[DATA SUPPLIED]
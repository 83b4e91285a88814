//! Utilitaires hôte pour PMOMusic.
//!
//! - [`probe_local_ip`] : recherche de l'adresse IP locale, en signalant l'échec
//! - [`get_os_string`] : description du système d'exploitation pour les logs

mod ip_utils;

pub use ip_utils::probe_local_ip;

/// Décrit le système hôte pour les logs de démarrage.
///
/// Format `"{OS}/{version}"`, suivi de l'architecture quand `os_info` la
/// connaît, par exemple `"Ubuntu/22.04 (x86_64)"`. Une version inconnue
/// s'affiche `Unknown`.
///
/// ```
/// let os = pmoutils::get_os_string();
/// assert!(os.contains('/'));
/// ```
pub fn get_os_string() -> String {
    let info = os_info::get();
    let version = match info.version() {
        os_info::Version::Unknown => "Unknown".to_string(),
        v => v.to_string(),
    };

    match info.architecture() {
        Some(arch) => format!("{:?}/{} ({})", info.os_type(), version, arch),
        None => format!("{:?}/{}", info.os_type(), version),
    }
}
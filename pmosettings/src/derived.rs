//! Listes d'extensions dérivées des paramètres texte
//!
//! Les types de fichiers musique, vidéo et pochette sont stockés sous forme
//! d'une chaîne séparée par des espaces et consultés très souvent pendant
//! un scan. Le découpage est mis en cache jusqu'à la prochaine écriture.

use crate::accessor::TypedSettings;
use crate::cell::CacheCell;
use crate::schema::{SettingDef, COVER_ART_FILE_TYPES, MUSIC_FILE_TYPES, VIDEO_FILE_TYPES};
use std::sync::Arc;

/// Liste de types de fichiers
#[derive(Debug, Clone, Copy, PartialEq, Eq, Hash)]
pub enum FileTypeList {
    Music,
    Video,
    CoverArt,
}

impl FileTypeList {
    pub const ALL: [FileTypeList; 3] = [Self::Music, Self::Video, Self::CoverArt];

    pub fn setting(&self) -> &'static SettingDef {
        match self {
            Self::Music => &MUSIC_FILE_TYPES,
            Self::Video => &VIDEO_FILE_TYPES,
            Self::CoverArt => &COVER_ART_FILE_TYPES,
        }
    }
}

/// Découpe une liste séparée par des blancs
pub fn split_list(text: &str) -> Vec<String> {
    text.split_whitespace().map(str::to_string).collect()
}

/// Cache des listes de types de fichiers
pub struct DerivedArrayCache {
    settings: TypedSettings,
    music: CacheCell<Arc<[String]>>,
    video: CacheCell<Arc<[String]>>,
    cover_art: CacheCell<Arc<[String]>>,
}

impl DerivedArrayCache {
    pub fn new(settings: TypedSettings) -> Self {
        Self {
            settings,
            music: CacheCell::new(),
            video: CacheCell::new(),
            cover_art: CacheCell::new(),
        }
    }

    fn cell(&self, list: FileTypeList) -> &CacheCell<Arc<[String]>> {
        match list {
            FileTypeList::Music => &self.music,
            FileTypeList::Video => &self.video,
            FileTypeList::CoverArt => &self.cover_art,
        }
    }

    /// Valeur texte brute
    pub fn raw(&self, list: FileTypeList) -> String {
        self.settings
            .get_string(list.setting())
            .unwrap_or_default()
    }

    /// Liste découpée, calculée au plus une fois entre deux écritures
    pub fn get_array(&self, list: FileTypeList) -> Arc<[String]> {
        let cached = self
            .cell(list)
            .get_or_init(|| split_list(&self.raw(list)).into());
        Arc::clone(&*cached)
    }

    /// Écrit la valeur texte et invalide la liste découpée
    ///
    /// `None` rétablit la valeur par défaut.
    pub fn set_array(&self, list: FileTypeList, value: Option<&str>) {
        self.cell(list)
            .invalidate_with(|| self.settings.set_string(list.setting(), value));
    }

    pub fn invalidate_all(&self) {
        for list in FileTypeList::ALL {
            self.cell(list).invalidate();
        }
    }
}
[/DATA SUPPLIED]
*REQUIRED ACTION:*
Only the lines of the data holding the string "SettingDef" are wanted; copy each of them.

*FINISHED EXERCISE:*
use crate::schema::{SettingDef, COVER_ART_FILE_TYPES, MUSIC_FILE_TYPES, VIDEO_FILE_TYPES};
    pub fn setting(&self) -> &'static SettingDef {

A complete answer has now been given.